4.1.2. Testing the Vaihingen Dataset

Our proposed model achieved a superior performance on the previous dataset. To prove the advancement of the proposed DCCN further, we transferred the learning of these networks to another ISPRS benchmark (Vaihingen) dataset, described in detail in Section 3, and the testing results of all networks are displayed in Figure 7. In these testing images, the results of the DCCN show a better performance in terms of the completeness of an object boundary than any of the other methods, as seen in Figure 7e. However, these prediction results are still seriously affected by the limited number of labeled samples (approximately 1300 256 × 256 samples in total). Therefore, there are a few false classifications and missing pixels in the different prediction results. Additionally, the overall accuracy and F1 score of all the methods are listed in Table 5 and the IoU results are shown in Table 6. In spite of the limited number of samples, the DCCN still achieved a higher accuracy than the other typical methods, in terms of both the OA and F1 score and IoU in each class. This shows that the proposed DCCN is a successful and powerful method for urban land use classification with a small sample size.
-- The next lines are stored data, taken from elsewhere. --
//! washscan - wash trade detection over decentralized exchange trade ledgers
//!
//! Discovers groups of traders that repeatedly trade a token in a cycle and
//! labels their trades that net back to zero as wash trades.

use anyhow::Result;
use clap::{Parser, Subcommand};
use std::path::PathBuf;
use tokio_util::sync::CancellationToken;
use tracing::{error, info, warn};
use tracing_subscriber::EnvFilter;

// Use the library crate
use dex_wash_detector::cli::commands;
use dex_wash_detector::config::Config;
use dex_wash_detector::ledger::AmountSide;

/// DEX wash trade detector
#[derive(Parser)]
#[command(name = "washscan")]
#[command(author, version, about, long_about = None)]
struct Cli {
    /// Path to config file
    #[arg(short, long, default_value = "washscan.toml")]
    config: String,

    #[command(subcommand)]
    command: Commands,
}

#[derive(Subcommand)]
enum Commands {
    /// Detect clusters and label wash trades
    Run {
        /// Trade ledger CSV
        #[arg(long)]
        trades: Option<PathBuf>,

        /// Output folder
        #[arg(long)]
        output: Option<PathBuf>,

        /// Relative balance tolerance
        #[arg(long)]
        margin: Option<f64>,

        /// Window size in seconds (repeat for several passes)
        #[arg(long = "window", value_name = "SECS")]
        windows: Vec<u64>,

        /// Minimum cluster recurrence count
        #[arg(long)]
        min_occurrence: Option<u64>,

        /// Settle balances on the ether leg instead of the token leg
        #[arg(long)]
        ether: bool,
    },

    /// Detect clusters only and print the most recurrent ones
    Clusters {
        /// Trade ledger CSV
        #[arg(long)]
        trades: Option<PathBuf>,

        /// Output folder
        #[arg(long)]
        output: Option<PathBuf>,
    },

    /// Show current configuration
    Config,
}

#[tokio::main]
async fn main() -> Result<()> {
    // Load environment variables from .env file
    dotenvy::dotenv().ok();

    // Initialize tracing
    let filter = EnvFilter::try_from_default_env()
        .unwrap_or_else(|_| EnvFilter::new("dex_wash_detector=info"));
    tracing_subscriber::fmt()
        .with_env_filter(filter)
        .with_target(true)
        .with_thread_ids(true)
        .with_file(true)
        .with_line_number(true)
        .init();

    // Parse CLI arguments
    let cli = Cli::parse();

    // Load configuration
    let mut config = match Config::load(&cli.config) {
        Ok(cfg) => cfg,
        Err(e) => {
            error!("Failed to load configuration: {}", e);
            std::process::exit(1);
        }
    };

    apply_overrides(&mut config, &cli.command);
    if let Err(e) = config.validate() {
        error!("Invalid configuration: {}", e);
        std::process::exit(1);
    }

    let cancel = CancellationToken::new();
    spawn_interrupt_handler(cancel.clone());

    // Execute command
    let result = match cli.command {
        Commands::Run { .. } => commands::run(&config, cancel).await,
        Commands::Clusters { .. } => commands::clusters(&config, cancel).await,
        Commands::Config => commands::show_config(&config),
    };

    if let Err(e) = result {
        error!("Command failed: {:#}", e);
        std::process::exit(1);
    }

    Ok(())
}

/// Command line flags take precedence over file and environment values
fn apply_overrides(config: &mut Config, command: &Commands) {
    match command {
        Commands::Run {
            trades,
            output,
            margin,
            windows,
            min_occurrence,
            ether,
        } => {
            override_paths(config, trades, output);
            if let Some(margin) = margin {
                config.labeling.margin = *margin;
            }
            if !windows.is_empty() {
                config.labeling.window_sizes_secs = windows.clone();
            }
            if let Some(min) = min_occurrence {
                config.detection.min_occurrence = *min;
            }
            if *ether {
                config.labeling.amount_side = AmountSide::Ether;
            }
        }
        Commands::Clusters { trades, output } => override_paths(config, trades, output),
        Commands::Config => {}
    }
}

fn override_paths(config: &mut Config, trades: &Option<PathBuf>, output: &Option<PathBuf>) {
    if let Some(trades) = trades {
        config.input.trades_path = trades.clone();
    }
    if let Some(output) = output {
        config.output.dir = output.clone();
    }
}

/// Ctrl-C stops detection between peel iterations
fn spawn_interrupt_handler(cancel: CancellationToken) {
    tokio::spawn(async move {
        match tokio::signal::ctrl_c().await {
            Ok(()) => {
                warn!("Interrupt received, stopping...");
                cancel.cancel();
            }
            Err(e) => error!("Failed to listen for interrupt: {}", e),
        }
    });
    info!("Press Ctrl-C to stop");
}
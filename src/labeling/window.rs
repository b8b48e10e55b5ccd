//! Fixed-width time buckets for one labeling pass
//!
//! Breaks run `start, start + w, ...` strictly below the latest trade
//! timestamp. Buckets are left-closed; the first bucket is open below and the
//! last one open above, so every timestamp lands in exactly one bucket.

use std::fmt;

/// Half-open interval `[lower, upper)`; `None` means unbounded on that side
#[derive(Debug, Clone, Copy, PartialEq, Eq, Hash, PartialOrd, Ord)]
pub struct TimeBucket {
    pub lower: Option<i64>,
    pub upper: Option<i64>,
}

impl TimeBucket {
    pub const UNBOUNDED: TimeBucket = TimeBucket {
        lower: None,
        upper: None,
    };

    pub fn contains(&self, ts: i64) -> bool {
        self.lower.map_or(true, |l| ts >= l) && self.upper.map_or(true, |u| ts < u)
    }
}

impl fmt::Display for TimeBucket {
    fn fmt(&self, f: &mut fmt::Formatter<'_>) -> fmt::Result {
        match (self.lower, self.upper) {
            (Some(l), Some(u)) => write!(f, "[{}, {})", l, u),
            (Some(l), None) => write!(f, "[{}, inf)", l),
            (None, Some(u)) => write!(f, "(-inf, {})", u),
            (None, None) => f.write_str("(-inf, inf)"),
        }
    }
}

/// Bucket boundaries for one window size
#[derive(Debug, Clone, Copy, PartialEq, Eq)]
pub struct BucketGrid {
    start: i64,
    width: i64,
    breaks: i64,
}

impl BucketGrid {
    /// Grid anchored at `start` covering up to `end` (the latest timestamp)
    pub fn new(start: i64, end: i64, width: u64) -> Self {
        let width = i64::try_from(width).unwrap_or(i64::MAX).max(1);
        let span = end.saturating_sub(start);
        let breaks = if span > 0 {
            // ceil(span / width) without overflow
            span / width + i64::from(span % width != 0)
        } else {
            0
        };
        Self {
            start,
            width,
            breaks,
        }
    }

    pub fn start(&self) -> i64 {
        self.start
    }

    pub fn width(&self) -> i64 {
        self.width
    }

    /// Number of break points
    pub fn breaks(&self) -> usize {
        self.breaks as usize
    }

    /// The bucket holding `ts`
    pub fn bucket_of(&self, ts: i64) -> TimeBucket {
        if self.breaks == 0 {
            return TimeBucket::UNBOUNDED;
        }
        if ts < self.start {
            return TimeBucket {
                lower: None,
                upper: Some(self.start),
            };
        }

        let index = (ts - self.start) / self.width;
        let last = self.breaks - 1;
        if index >= last {
            TimeBucket {
                lower: Some(self.start + last * self.width),
                upper: None,
            }
        } else {
            let lower = self.start + index * self.width;
            TimeBucket {
                lower: Some(lower),
                upper: Some(lower + self.width),
            }
        }
    }
}
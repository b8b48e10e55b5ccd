//! Wash trading cluster discovery
//!
//! This module finds groups of traders that repeatedly trade in circles:
//! - Per-token trade-count graphs peeled layer by layer
//! - Content-addressed cluster registry with recurrence counts
//! - Relevance selection by minimum recurrence

pub mod detector;
pub mod graph;
pub mod registry;
pub mod selector;

pub use detector::{token_graphs, DetectionReport, GraphClusterDetector, PeelLimits, TokenDetection};
pub use graph::TradeGraph;
pub use registry::{ClusterCatalog, ClusterId, ClusterMembershipRow, ClusterRegistry, ClusterSummaryRow};
pub use selector::{select_relevant, ClusterSelection};
use anyhow::{Context, Result};
use chrono::{DateTime, Utc};
use rusqlite::{params, Connection, OptionalExtension};
use std::path::Path;

use crate::manifest::PackageManifest;
use crate::writer::EntryRecord;

#[derive(Clone, Debug, serde::Serialize, serde::Deserialize)]
pub struct PackageRecord {
    pub id: Option<i64>, // None when inserting new records
    pub run_id: String,
    pub package_index: u32,
    pub name: String,
    pub path: String,
    pub item_count: u32,
    pub total_uncompressed_size: u64,
    pub compressed_size: u64,
    pub sha256: Option<String>,
    pub created_at: DateTime<Utc>,
}

#[derive(Clone, Debug, serde::Serialize, serde::Deserialize)]
pub struct PackageEntryRecord {
    pub package_id: i64,
    pub entry_path: String,
    pub virtual_path: String,
    pub size: u64,
}

/// SQLite record of produced packages and the entries inside them.
pub struct PackageLedger {
    conn: Connection,
}

impl PackageLedger {
    pub fn open(db_path: impl AsRef<Path>) -> Result<Self> {
        let db_path = db_path.as_ref();
        let conn = Connection::open(db_path)
            .with_context(|| format!("Failed to open ledger DB at {}", db_path.display()))?;

        conn.execute_batch("PRAGMA journal_mode = WAL; PRAGMA foreign_keys = ON;")
            .context("Failed to configure ledger connection")?;

        let ledger = Self { conn };
        ledger.init_schema().context("Failed to initialize schema")?;
        Ok(ledger)
    }

    fn init_schema(&self) -> Result<()> {
        self.conn
            .execute_batch(
                r#"
            CREATE TABLE IF NOT EXISTS packages (
                id INTEGER PRIMARY KEY AUTOINCREMENT,
                run_id TEXT NOT NULL,
                package_index INTEGER NOT NULL,
                name TEXT NOT NULL,
                path TEXT NOT NULL,
                item_count INTEGER NOT NULL,
                total_uncompressed_size INTEGER NOT NULL,
                compressed_size INTEGER NOT NULL,
                sha256 TEXT,
                created_at TEXT NOT NULL
            );

            CREATE INDEX IF NOT EXISTS idx_packages_run ON packages (run_id);

            CREATE TABLE IF NOT EXISTS package_entries (
                id INTEGER PRIMARY KEY AUTOINCREMENT,
                package_id INTEGER NOT NULL,
                entry_path TEXT NOT NULL,
                virtual_path TEXT NOT NULL,
                size INTEGER NOT NULL,
                FOREIGN KEY (package_id) REFERENCES packages(id) ON DELETE CASCADE
            );

            CREATE INDEX IF NOT EXISTS idx_package_entries_package ON package_entries (package_id);
            CREATE INDEX IF NOT EXISTS idx_package_entries_virtual ON package_entries (virtual_path);
        "#,
            )
            .context("Failed to create schema")?;
        Ok(())
    }

    /// Record every package of one run in a single transaction.
    pub fn record_run(&mut self, run_id: &str, packages: &[(PackageManifest, Vec<EntryRecord>)]) -> Result<Vec<i64>> {
        let tx = self.conn.transaction().context("Failed to start transaction")?;
        let mut ids = Vec::with_capacity(packages.len());

        for (manifest, entries) in packages {
            let package_id: i64 = tx
                .query_row(
                    "INSERT INTO packages
                     (run_id, package_index, name, path, item_count, total_uncompressed_size, compressed_size, sha256, created_at)
                     VALUES (?1, ?2, ?3, ?4, ?5, ?6, ?7, ?8, ?9)
                     RETURNING id",
                    params![
                        run_id,
                        manifest.index,
                        &manifest.name,
                        manifest.path.to_string_lossy().into_owned(),
                        manifest.item_count,
                        manifest.total_uncompressed_size as i64,
                        manifest.compressed_size as i64,
                        &manifest.sha256,
                        manifest.created_at.to_rfc3339(),
                    ],
                    |row| row.get(0),
                )
                .context("Failed to insert package record")?;

            for entry in entries {
                tx.execute(
                    "INSERT INTO package_entries (package_id, entry_path, virtual_path, size)
                     VALUES (?1, ?2, ?3, ?4)",
                    params![package_id, &entry.entry_path, &entry.virtual_path, entry.size as i64],
                )
                .context("Failed to insert package entry")?;
            }
            ids.push(package_id);
        }

        tx.commit().context("Failed to commit transaction")?;
        Ok(ids)
    }

    pub fn list_packages(&self) -> Result<Vec<PackageRecord>> {
        let mut stmt = self
            .conn
            .prepare(
                "SELECT id, run_id, package_index, name, path, item_count, total_uncompressed_size, compressed_size, sha256, created_at
                 FROM packages
                 ORDER BY id ASC",
            )
            .context("Failed to prepare query")?;

        let records = stmt
            .query_map([], |row| {
                let created: String = row.get(9)?;
                Ok(PackageRecord {
                    id: Some(row.get(0)?),
                    run_id: row.get(1)?,
                    package_index: row.get(2)?,
                    name: row.get(3)?,
                    path: row.get(4)?,
                    item_count: row.get(5)?,
                    total_uncompressed_size: row.get::<_, i64>(6)? as u64,
                    compressed_size: row.get::<_, i64>(7)? as u64,
                    sha256: row.get(8)?,
                    created_at: DateTime::parse_from_rfc3339(&created)
                        .map(|t| t.with_timezone(&Utc))
                        .unwrap_or_default(),
                })
            })
            .context("Failed to execute query")?
            .collect::<Result<Vec<_>, _>>()
            .context("Failed to collect results")?;

        Ok(records)
    }

    pub fn package_entries(&self, package_id: i64) -> Result<Vec<PackageEntryRecord>> {
        let mut stmt = self
            .conn
            .prepare(
                "SELECT package_id, entry_path, virtual_path, size
                 FROM package_entries
                 WHERE package_id = ?1
                 ORDER BY id ASC",
            )
            .context("Failed to prepare query")?;

        let entries = stmt
            .query_map(params![package_id], |row| {
                Ok(PackageEntryRecord {
                    package_id: row.get(0)?,
                    entry_path: row.get(1)?,
                    virtual_path: row.get(2)?,
                    size: row.get::<_, i64>(3)? as u64,
                })
            })
            .context("Failed to execute query")?
            .collect::<Result<Vec<_>, _>>()
            .context("Failed to collect results")?;

        Ok(entries)
    }

    /// Name of the package that last stored `virtual_path`, if any.
    pub fn find_package_for(&self, virtual_path: &str) -> Result<Option<String>> {
        self.conn
            .query_row(
                "SELECT p.name FROM package_entries e
                 JOIN packages p ON p.id = e.package_id
                 WHERE e.virtual_path = ?1
                 ORDER BY e.id DESC
                 LIMIT 1",
                params![virtual_path],
                |row| row.get(0),
            )
            .optional()
            .context("Failed to query package for path")
    }

    pub fn export_json(&self, output_path: impl AsRef<Path>) -> Result<()> {
        let packages = self.list_packages()?;
        let json = serde_json::to_string_pretty(&packages).context("Failed to serialize to JSON")?;
        std::fs::write(output_path.as_ref(), json)
            .with_context(|| format!("Failed to write JSON to {}", output_path.as_ref().display()))?;
        Ok(())
    }
}
//! Atomic archive output in the staging directory.
//!
//! Archives are written into a hidden temp file next to their final location
//! and only renamed into place once the container is finalized. Dropping a
//! [`StagedArchive`] without committing removes the partial file.

use anyhow::{Context, Result};
use std::fs::{self, File};
use std::io::{Seek, SeekFrom};
use std::path::{Path, PathBuf};
use tempfile::NamedTempFile;

pub struct StagedArchive {
    tmp: NamedTempFile,
    dest: PathBuf,
}

impl StagedArchive {
    pub fn create(dir: &Path, file_name: &str) -> Result<Self> {
        fs::create_dir_all(dir)
            .with_context(|| format!("Failed to create staging directory: {}", dir.display()))?;

        let tmp = tempfile::Builder::new()
            .prefix(&format!(".{file_name}."))
            .suffix(".partial")
            .tempfile_in(dir)
            .with_context(|| format!("Failed to create temp file in {}", dir.display()))?;

        Ok(Self {
            tmp,
            dest: dir.join(file_name),
        })
    }

    pub fn dest(&self) -> &Path {
        &self.dest
    }

    /// Handle the writer takes ownership of. It refers to the same open file.
    pub fn writer(&self) -> Result<File> {
        self.tmp
            .reopen()
            .with_context(|| format!("Failed to open temp file: {}", self.tmp.path().display()))
    }

    /// Length of the finalized archive.
    pub fn len(&self) -> Result<u64> {
        let mut f = self.tmp.as_file();
        f.seek(SeekFrom::End(0)).context("Failed to measure staged archive")
    }

    pub fn is_empty(&self) -> Result<bool> {
        Ok(self.len()? == 0)
    }

    pub fn path(&self) -> &Path {
        self.tmp.path()
    }

    /// Move the temp file into its final location. An existing file at the
    /// destination is never replaced; the temp file is removed instead.
    pub fn commit(self) -> Result<PathBuf> {
        let Self { tmp, dest } = self;
        tmp.as_file()
            .sync_all()
            .with_context(|| format!("Failed to sync {}", dest.display()))?;
        tmp.persist_noclobber(&dest)
            .map_err(|e| e.error)
            .with_context(|| format!("Failed to move archive into place: {}", dest.display()))?;
        Ok(dest)
    }
}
4.2. Effect of the Coordconv Module

To properly highlight the advantage of adding the coordconv layer to the network, we used the results of the DCCN without the coordconv layer as the baseline, which is equivalent to the improved FC-DenseNet (see Figure 8a). The proposed model with one coordconv layer (DCCN) outperformed the baseline model with improvements of 0.27% and 0.12% in the OA and mean F1 score, respectively, as shown in Table 7. This showed that the coordconv module had an effective positive impact on feature extraction. Therefore, we attempted to add two coordconv layers to the network, which were located at the top and bottom of the network, called D2CCN (see in Figure 8c). However, the results of the D2CCN were worse than the results of both the baseline model and the DCCN. This indicates that the coordconv layer was useful but may result in negative effects if improperly implemented. Moreover, we also evaluated the kappa coefficient results of the baseline, D2CCN, and DCCN, given in Table 8. Although the kappa coefficients of image 1 and image 2 are lower than the baseline and D2CCN, the Mean kappa of DCCN is the best and reaches 84.80%.

4.3. Problem Analysis

Although the proposed DCCN has achieved a satisfying result on land use classification, it should be noted that the accuracy for high resolution images is still affected by some factors, as demonstrated in Figure 9.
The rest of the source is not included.